-- Collected data entries --
//! GitHub App integration.
//!
//! This module provides:
//! - RS256 app assertion (JWT) signing
//! - Installation access token brokering with an in-process TTL cache
//! - Webhook signature verification
//! - A thin GitHub API client for installation operations

pub mod api_client;
pub mod assertion;
pub mod broker;
pub mod cache;
pub mod error;
pub mod webhook;

pub use api_client::{GitHubClient, InstallationApi, InstallationDetails, Repository};
pub use broker::CredentialBroker;
pub use cache::{Clock, SystemClock, TokenCache};
pub use error::GitHubError;
pub use webhook::verify_webhook_signature;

-- Problem to solve --
Scan the records above for the string "assertion", then select every line that holds it.

-- Solution to this task --
//! - RS256 app assertion (JWT) signing
pub mod assertion;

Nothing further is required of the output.